■ **PROBLEM STATEMENT**:
All lines of the material below that include the string "only" are to be copied.

■ **DATASET ENTRIES**:
Segment Open

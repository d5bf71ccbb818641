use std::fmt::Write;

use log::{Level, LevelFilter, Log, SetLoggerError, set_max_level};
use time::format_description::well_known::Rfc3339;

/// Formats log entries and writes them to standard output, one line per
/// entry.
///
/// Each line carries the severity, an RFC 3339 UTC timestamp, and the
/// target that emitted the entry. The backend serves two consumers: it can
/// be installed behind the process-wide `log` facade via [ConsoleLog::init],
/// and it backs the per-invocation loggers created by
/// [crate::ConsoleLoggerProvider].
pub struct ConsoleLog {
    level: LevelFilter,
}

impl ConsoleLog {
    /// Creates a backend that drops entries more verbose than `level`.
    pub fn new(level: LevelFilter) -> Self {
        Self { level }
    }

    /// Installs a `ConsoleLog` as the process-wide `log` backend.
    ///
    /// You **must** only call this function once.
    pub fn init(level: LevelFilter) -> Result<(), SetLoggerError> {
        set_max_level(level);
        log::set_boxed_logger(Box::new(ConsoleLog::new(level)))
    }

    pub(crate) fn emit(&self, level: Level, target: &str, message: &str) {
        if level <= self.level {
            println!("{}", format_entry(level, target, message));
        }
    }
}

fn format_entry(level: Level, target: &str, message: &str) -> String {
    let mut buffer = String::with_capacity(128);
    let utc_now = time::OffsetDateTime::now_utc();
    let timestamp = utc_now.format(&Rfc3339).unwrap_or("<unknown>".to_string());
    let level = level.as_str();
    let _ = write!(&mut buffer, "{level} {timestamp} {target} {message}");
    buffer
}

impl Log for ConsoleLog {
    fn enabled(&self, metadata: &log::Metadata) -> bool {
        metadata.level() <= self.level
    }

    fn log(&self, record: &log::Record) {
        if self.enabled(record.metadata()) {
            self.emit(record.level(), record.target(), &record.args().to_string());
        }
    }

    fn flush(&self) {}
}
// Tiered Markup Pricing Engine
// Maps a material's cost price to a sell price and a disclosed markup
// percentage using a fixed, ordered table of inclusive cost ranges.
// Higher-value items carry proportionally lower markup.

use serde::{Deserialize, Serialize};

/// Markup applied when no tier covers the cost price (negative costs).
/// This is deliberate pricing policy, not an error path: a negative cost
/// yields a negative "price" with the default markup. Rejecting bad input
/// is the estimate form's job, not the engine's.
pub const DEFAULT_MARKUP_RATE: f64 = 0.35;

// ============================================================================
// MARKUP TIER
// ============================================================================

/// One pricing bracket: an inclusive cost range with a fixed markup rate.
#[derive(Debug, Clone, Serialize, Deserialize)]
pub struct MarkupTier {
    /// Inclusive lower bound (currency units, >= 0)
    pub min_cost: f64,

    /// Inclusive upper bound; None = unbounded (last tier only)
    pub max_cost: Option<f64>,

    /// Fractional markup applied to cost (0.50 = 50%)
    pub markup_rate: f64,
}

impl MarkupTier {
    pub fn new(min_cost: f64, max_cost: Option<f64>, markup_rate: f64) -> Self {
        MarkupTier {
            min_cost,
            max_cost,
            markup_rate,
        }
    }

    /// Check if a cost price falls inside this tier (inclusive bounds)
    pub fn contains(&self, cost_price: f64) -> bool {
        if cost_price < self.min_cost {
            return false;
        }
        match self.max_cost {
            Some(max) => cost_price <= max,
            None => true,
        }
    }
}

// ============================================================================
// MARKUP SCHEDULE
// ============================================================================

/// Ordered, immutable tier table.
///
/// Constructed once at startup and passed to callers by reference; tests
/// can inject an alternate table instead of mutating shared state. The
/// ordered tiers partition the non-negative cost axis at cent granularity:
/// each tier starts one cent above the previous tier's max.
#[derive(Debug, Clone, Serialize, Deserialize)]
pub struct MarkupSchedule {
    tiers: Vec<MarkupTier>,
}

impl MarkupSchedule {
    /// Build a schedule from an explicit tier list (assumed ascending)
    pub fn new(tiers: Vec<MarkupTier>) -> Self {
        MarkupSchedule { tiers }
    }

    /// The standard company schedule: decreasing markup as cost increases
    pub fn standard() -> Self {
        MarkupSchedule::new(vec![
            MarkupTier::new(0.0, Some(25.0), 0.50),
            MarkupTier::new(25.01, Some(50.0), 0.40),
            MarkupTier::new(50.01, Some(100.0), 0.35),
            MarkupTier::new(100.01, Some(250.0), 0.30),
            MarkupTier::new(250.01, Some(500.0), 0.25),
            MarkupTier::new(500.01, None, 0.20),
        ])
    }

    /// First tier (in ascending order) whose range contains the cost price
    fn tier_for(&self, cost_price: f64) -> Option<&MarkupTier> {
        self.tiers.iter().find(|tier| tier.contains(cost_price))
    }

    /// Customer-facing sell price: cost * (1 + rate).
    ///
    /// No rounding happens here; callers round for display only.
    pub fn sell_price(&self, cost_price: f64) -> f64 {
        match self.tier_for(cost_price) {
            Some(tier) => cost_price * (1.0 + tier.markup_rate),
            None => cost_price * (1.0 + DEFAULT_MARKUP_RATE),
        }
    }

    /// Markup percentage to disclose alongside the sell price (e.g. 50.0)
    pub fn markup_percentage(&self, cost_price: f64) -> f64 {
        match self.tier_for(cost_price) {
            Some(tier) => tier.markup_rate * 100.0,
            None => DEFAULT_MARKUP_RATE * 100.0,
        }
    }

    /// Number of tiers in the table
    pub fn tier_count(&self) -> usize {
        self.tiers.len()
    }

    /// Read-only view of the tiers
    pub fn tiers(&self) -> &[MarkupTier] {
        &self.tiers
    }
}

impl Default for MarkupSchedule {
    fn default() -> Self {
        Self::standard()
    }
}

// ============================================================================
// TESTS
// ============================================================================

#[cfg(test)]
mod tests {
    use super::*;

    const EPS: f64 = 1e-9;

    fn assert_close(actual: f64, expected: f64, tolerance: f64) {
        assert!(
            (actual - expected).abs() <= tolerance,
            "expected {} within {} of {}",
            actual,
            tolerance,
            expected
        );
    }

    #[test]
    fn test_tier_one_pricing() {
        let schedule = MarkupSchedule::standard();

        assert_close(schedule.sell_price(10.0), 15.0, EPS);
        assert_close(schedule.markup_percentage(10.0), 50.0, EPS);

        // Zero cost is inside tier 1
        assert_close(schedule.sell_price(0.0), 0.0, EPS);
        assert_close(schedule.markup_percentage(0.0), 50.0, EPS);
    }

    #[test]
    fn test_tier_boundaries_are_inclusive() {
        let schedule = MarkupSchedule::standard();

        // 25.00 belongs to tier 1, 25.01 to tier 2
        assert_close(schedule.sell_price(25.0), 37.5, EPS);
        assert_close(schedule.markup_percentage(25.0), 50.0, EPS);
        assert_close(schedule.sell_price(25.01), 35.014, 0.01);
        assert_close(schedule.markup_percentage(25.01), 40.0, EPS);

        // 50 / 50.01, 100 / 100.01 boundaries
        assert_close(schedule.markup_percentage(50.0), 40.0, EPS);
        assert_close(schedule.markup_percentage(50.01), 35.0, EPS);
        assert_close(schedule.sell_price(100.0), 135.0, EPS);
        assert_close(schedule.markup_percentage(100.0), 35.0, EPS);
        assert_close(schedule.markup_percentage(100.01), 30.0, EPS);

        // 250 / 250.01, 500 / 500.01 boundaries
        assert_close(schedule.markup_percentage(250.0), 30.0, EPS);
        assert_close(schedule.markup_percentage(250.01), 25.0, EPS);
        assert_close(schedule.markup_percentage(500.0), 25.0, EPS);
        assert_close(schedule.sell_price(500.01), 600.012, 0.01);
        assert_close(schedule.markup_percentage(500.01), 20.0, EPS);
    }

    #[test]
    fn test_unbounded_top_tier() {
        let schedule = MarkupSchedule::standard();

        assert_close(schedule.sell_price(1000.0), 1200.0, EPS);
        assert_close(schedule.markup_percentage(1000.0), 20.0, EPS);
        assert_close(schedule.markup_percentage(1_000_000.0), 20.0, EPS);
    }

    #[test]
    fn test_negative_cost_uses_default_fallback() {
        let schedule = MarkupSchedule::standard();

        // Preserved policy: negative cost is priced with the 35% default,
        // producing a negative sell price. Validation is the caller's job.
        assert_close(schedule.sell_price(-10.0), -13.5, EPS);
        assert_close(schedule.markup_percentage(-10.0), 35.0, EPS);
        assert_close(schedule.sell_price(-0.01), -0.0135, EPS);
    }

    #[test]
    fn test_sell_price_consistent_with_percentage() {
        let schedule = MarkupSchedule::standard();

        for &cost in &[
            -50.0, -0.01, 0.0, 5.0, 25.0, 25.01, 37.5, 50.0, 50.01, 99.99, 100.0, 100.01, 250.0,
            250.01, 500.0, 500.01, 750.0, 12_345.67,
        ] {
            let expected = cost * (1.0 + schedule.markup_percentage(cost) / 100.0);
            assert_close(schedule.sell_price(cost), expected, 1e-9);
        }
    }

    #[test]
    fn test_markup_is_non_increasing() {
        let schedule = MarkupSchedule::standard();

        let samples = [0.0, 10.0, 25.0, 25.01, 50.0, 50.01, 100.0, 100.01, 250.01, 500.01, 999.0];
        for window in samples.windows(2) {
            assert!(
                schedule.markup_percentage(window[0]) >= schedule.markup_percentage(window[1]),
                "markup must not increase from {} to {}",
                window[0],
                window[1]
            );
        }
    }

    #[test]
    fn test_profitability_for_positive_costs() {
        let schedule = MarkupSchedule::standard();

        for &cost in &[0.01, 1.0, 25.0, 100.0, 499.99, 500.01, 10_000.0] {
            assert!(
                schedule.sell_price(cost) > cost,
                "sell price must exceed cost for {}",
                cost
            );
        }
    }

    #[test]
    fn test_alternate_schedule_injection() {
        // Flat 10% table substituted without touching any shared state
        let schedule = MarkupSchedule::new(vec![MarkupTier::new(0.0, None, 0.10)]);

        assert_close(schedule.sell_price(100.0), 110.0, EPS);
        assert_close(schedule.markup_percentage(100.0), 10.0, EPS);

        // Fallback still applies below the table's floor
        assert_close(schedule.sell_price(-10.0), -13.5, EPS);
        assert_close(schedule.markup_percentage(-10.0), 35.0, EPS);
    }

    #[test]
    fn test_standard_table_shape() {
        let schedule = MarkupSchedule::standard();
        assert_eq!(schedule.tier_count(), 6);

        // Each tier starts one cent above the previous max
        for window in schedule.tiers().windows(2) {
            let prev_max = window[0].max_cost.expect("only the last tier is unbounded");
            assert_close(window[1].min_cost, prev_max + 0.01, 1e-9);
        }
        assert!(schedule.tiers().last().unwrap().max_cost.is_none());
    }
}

Segment Closed

■ **FINAL ANSWER**:
    /// You **must** only call this function once.
    /// Inclusive upper bound; None = unbounded (last tier only)
    /// No rounding happens here; callers round for display only.
    /// Read-only view of the tiers
            let prev_max = window[0].max_cost.expect("only the last tier is unbounded");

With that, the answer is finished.